If your child is the first to show Crouzon syndrome, rest assured there is nothing that occurred during the pregnancy to cause the syndrome nor anything that could have been done to prevent it. At times, Crouzon syndrome can appear as a new condition in the family, resulting most likely from a mutated gene. 

It is normal to wonder if you will have another child with Crouzon syndrome. If Crouzon syndrome is an inherited syndrome in your family, then there is a 50 percent chance that all your children may get Crouzon syndrome. If your child is the first to show the syndrome, then the chances of having another child with Crouzon syndrome is minimal. 

Because your child has Crouzon syndrome, there is a 50 percent chance that he or she will pass the syndrome on to each child. 



Symptoms of Crouzon Syndrome

If Crouzon syndrome is in your family’s history, you will want to identify it in your child as soon as possible. Below are some traits that your doctor will look for:
  • A retruded upper jaw, which means it fails to grow forward properly
  • The upper teeth and upper jaw lie behind the lower jaw teeth
  • Cheeks may be flat
  • Nose may be short
  • Abnormally shaped eye sockets, causing “bulging” eyes
  • Difficulty in closing the eyes
  • A flattening in the front of the skull
Complications that can be associated with Crouzon syndrome include:
  • Dental problems
  • Hearing loss
  • Cleft lip and palate
  • Airway obstruction 
  • Cervical spine anomalies 
  • Complications related to the eye 
  • Headaches or seizures
Most children with Crouzon syndrome are of normal intelligence.
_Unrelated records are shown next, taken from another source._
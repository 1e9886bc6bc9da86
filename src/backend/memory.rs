//! In-memory table store.
//!
//! Backed by `DashMap`, safe for concurrent use. Serves as a test double for
//! callers of [`TableBackend`]. Error codes follow Postgres SQLSTATE values so
//! that callers see the same codes a REST gateway would report.

use std::sync::Arc;

use dashmap::DashMap;
use serde_json::{Map, Value};

use super::{BackendResponse, Columns, ErrorBody, Filter, TableBackend, TransportResult};

const UNDEFINED_TABLE: &str = "42P01";
const UNIQUE_VIOLATION: &str = "23505";
const INVALID_TEXT: &str = "22P02";

#[derive(Debug, Default, Clone)]
struct MemoryTable {
    rows: Vec<Value>,
    next_id: i64,
}

/// In-process [`TableBackend`].
///
/// Clones share the same underlying tables.
#[derive(Debug, Clone, Default)]
pub struct MemoryBackend {
    tables: Arc<DashMap<String, MemoryTable>>,
}

impl MemoryBackend {
    pub fn new() -> Self {
        Self::default()
    }

    /// Builder-style table seeding.
    ///
    /// Fails on the first row `insert` would reject; rows before it stay
    /// seeded.
    pub fn with_table(self, table: &str, rows: Vec<Value>) -> Result<Self, ErrorBody> {
        self.create_table(table);
        for row in rows {
            self.insert_row(table, row)?;
        }
        Ok(self)
    }

    /// Create an empty table. Existing tables are left untouched.
    pub fn create_table(&self, table: &str) {
        self.tables
            .entry(table.to_string())
            .or_insert_with(|| MemoryTable {
                rows: Vec::new(),
                next_id: 1,
            });
    }

    pub fn drop_table(&self, table: &str) -> bool {
        self.tables.remove(table).is_some()
    }

    pub fn has_table(&self, table: &str) -> bool {
        self.tables.contains_key(table)
    }

    fn missing_table(table: &str) -> ErrorBody {
        ErrorBody::new(format!("relation \"{}\" does not exist", table)).with_code(UNDEFINED_TABLE)
    }

    fn select_rows(
        &self,
        table: &str,
        columns: &Columns,
        filter: Option<&Filter>,
    ) -> Result<Vec<Value>, ErrorBody> {
        let entry = self
            .tables
            .get(table)
            .ok_or_else(|| Self::missing_table(table))?;

        Ok(entry
            .rows
            .iter()
            .filter(|row| filter.is_none_or(|f| f.matches(row)))
            .map(|row| project(row, columns))
            .collect())
    }

    fn count_rows(&self, table: &str) -> Result<u64, ErrorBody> {
        self.tables
            .get(table)
            .map(|entry| entry.rows.len() as u64)
            .ok_or_else(|| Self::missing_table(table))
    }

    fn insert_row(&self, table: &str, row: Value) -> Result<Value, ErrorBody> {
        let mut entry = self
            .tables
            .get_mut(table)
            .ok_or_else(|| Self::missing_table(table))?;

        let Value::Object(mut fields) = row else {
            return Err(ErrorBody::new("row must be a JSON object").with_code(INVALID_TEXT));
        };

        let id = match parse_id(fields.get("id"))? {
            Some(id) => id,
            None => {
                let id = entry.next_id;
                fields.insert("id".to_string(), Value::from(id));
                id
            }
        };

        if entry.rows.iter().any(|r| r.get("id") == Some(&Value::from(id))) {
            return Err(duplicate_key(table, id));
        }

        entry.next_id = entry.next_id.max(id.saturating_add(1));
        let stored = Value::Object(fields);
        entry.rows.push(stored.clone());
        Ok(stored)
    }

    fn update_rows(
        &self,
        table: &str,
        changes: Value,
        filter: &Filter,
    ) -> Result<Vec<Value>, ErrorBody> {
        let mut entry = self
            .tables
            .get_mut(table)
            .ok_or_else(|| Self::missing_table(table))?;

        let Value::Object(changes) = changes else {
            return Err(ErrorBody::new("update payload must be a JSON object").with_code(INVALID_TEXT));
        };

        if let Some(id) = parse_id(changes.get("id"))? {
            let key = Value::from(id);
            let matched = entry.rows.iter().filter(|row| filter.matches(row)).count();
            let taken = entry
                .rows
                .iter()
                .any(|row| !filter.matches(row) && row.get("id") == Some(&key));
            // Every matching row would take the same id.
            if matched > 1 || (matched == 1 && taken) {
                return Err(duplicate_key(table, id));
            }
            if matched == 1 {
                entry.next_id = entry.next_id.max(id.saturating_add(1));
            }
        }

        let mut updated = Vec::new();
        for row in entry.rows.iter_mut().filter(|row| filter.matches(row)) {
            if let Value::Object(fields) = row {
                merge(fields, &changes);
            }
            updated.push(row.clone());
        }
        Ok(updated)
    }

    fn delete_rows(&self, table: &str, filter: &Filter) -> Result<usize, ErrorBody> {
        let mut entry = self
            .tables
            .get_mut(table)
            .ok_or_else(|| Self::missing_table(table))?;

        let before = entry.rows.len();
        entry.rows.retain(|row| !filter.matches(row));
        Ok(before - entry.rows.len())
    }
}

/// Reads an `id` value. Absent and `null` mean "not given".
fn parse_id(value: Option<&Value>) -> Result<Option<i64>, ErrorBody> {
    match value {
        None | Some(Value::Null) => Ok(None),
        Some(Value::Number(n)) => n.as_i64().map(Some).ok_or_else(|| {
            ErrorBody::new(format!("invalid input syntax for type bigint: \"{}\"", n))
                .with_code(INVALID_TEXT)
        }),
        Some(other) => Err(ErrorBody::new(format!(
            "invalid input syntax for type bigint: {}",
            other
        ))
        .with_code(INVALID_TEXT)),
    }
}

fn duplicate_key(table: &str, id: i64) -> ErrorBody {
    ErrorBody {
        message: format!(
            "duplicate key value violates unique constraint \"{}_pkey\"",
            table
        ),
        code: Some(UNIQUE_VIOLATION.to_string()),
        details: Some(format!("Key (id)=({}) already exists.", id)),
        hint: None,
    }
}

fn merge(fields: &mut Map<String, Value>, changes: &Map<String, Value>) {
    for (key, value) in changes {
        fields.insert(key.clone(), value.clone());
    }
}

fn project(row: &Value, columns: &Columns) -> Value {
    match (columns, row) {
        (Columns::List(cols), Value::Object(fields)) if !cols.is_empty() => Value::Object(
            cols.iter()
                .filter_map(|c| fields.get(c).map(|v| (c.clone(), v.clone())))
                .collect(),
        ),
        _ => row.clone(),
    }
}

impl TableBackend for MemoryBackend {
    async fn select(
        &self,
        table: &str,
        columns: &Columns,
        filter: Option<&Filter>,
    ) -> TransportResult<BackendResponse<Vec<Value>>> {
        Ok(match self.select_rows(table, columns, filter) {
            Ok(rows) => BackendResponse::ok(rows),
            Err(e) => BackendResponse::failed(e),
        })
    }

    async fn count(&self, table: &str) -> TransportResult<BackendResponse<()>> {
        Ok(match self.count_rows(table) {
            Ok(n) => BackendResponse::counted(n),
            Err(e) => BackendResponse::failed(e),
        })
    }

    async fn insert(&self, table: &str, row: Value) -> TransportResult<BackendResponse<Vec<Value>>> {
        Ok(match self.insert_row(table, row) {
            Ok(stored) => BackendResponse::ok(vec![stored]),
            Err(e) => BackendResponse::failed(e),
        })
    }

    async fn update(
        &self,
        table: &str,
        changes: Value,
        filter: &Filter,
    ) -> TransportResult<BackendResponse<Vec<Value>>> {
        Ok(match self.update_rows(table, changes, filter) {
            Ok(rows) => BackendResponse::ok(rows),
            Err(e) => BackendResponse::failed(e),
        })
    }

    async fn delete(&self, table: &str, filter: &Filter) -> TransportResult<BackendResponse<()>> {
        Ok(match self.delete_rows(table, filter) {
            Ok(_) => BackendResponse::empty(),
            Err(e) => BackendResponse::failed(e),
        })
    }
}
This list should be used as a guideline. Not every symptom is included. If your child has one or more of these symptoms, it does not mean that he or she has Crouzon syndrome. If you are concerned that your child might have Crouzon syndrome, please make an appointment with your child's doctor.

Using 3D CT imaging, we can provide a diagnosis more quickly and with more accuracy than ever before. Traditional CT scans provide black and white, one-dimensional scans, while advanced 3D imaging technology provides colored, multidimensional images that allow us to see the specific characteristics of your child’s craniofacial differences. In this way, we can better understand how your child’s birth defect will specifically impact his or her health and development.

Treatments for Crouzon Syndrome

Crouzon syndrome is complex and can require several disciplines, such as craniofacial surgery, neurosurgery, oral surgery, orthodontia, and ophthalmology. At the Yale Craniofacial Program, we know that the surgical process can feel intimidating to parents. That is why our team of leading craniofacial specialists creates a personalized plan for your child. We will walk you through the process, step by step, so that you understand what you and your child can expect.

Initial treatment for your child may include:
  • Dental impressions
  • X-rays of the lower jaw
  • CT scan to assess skull growth
  • Hearing tests
  • Eye exam
Depending on the severity of the syndrome, the surgeries will take place in steps, generally beginning with surgery to stop the cranial sutures from fusing.

During the planning stage, we use the most advanced 3D imaging techniques for a complete understanding of your child’s specific condition and how your child’s soft and bony tissues are affected. By gathering accurate data about your child’s craniofacial differences, we can:
  • Simulate the outcome of proposed surgical plans and adjust any discrepancies before surgery
  • Follow and monitor your child’s condition during the post-surgical healing process
  • Monitor your child’s long-term development
If a CT scan shows that the skull is not growing fast enough for the brain expansion, surgical treatment will be required to enlarge the skull. In most cases, the child remains in the hospital for only three to four days.

Your child may need additional surgeries to correct the jaw and eye sockets, and orthodontics to straighten the teeth and to keep the mouth from crowding.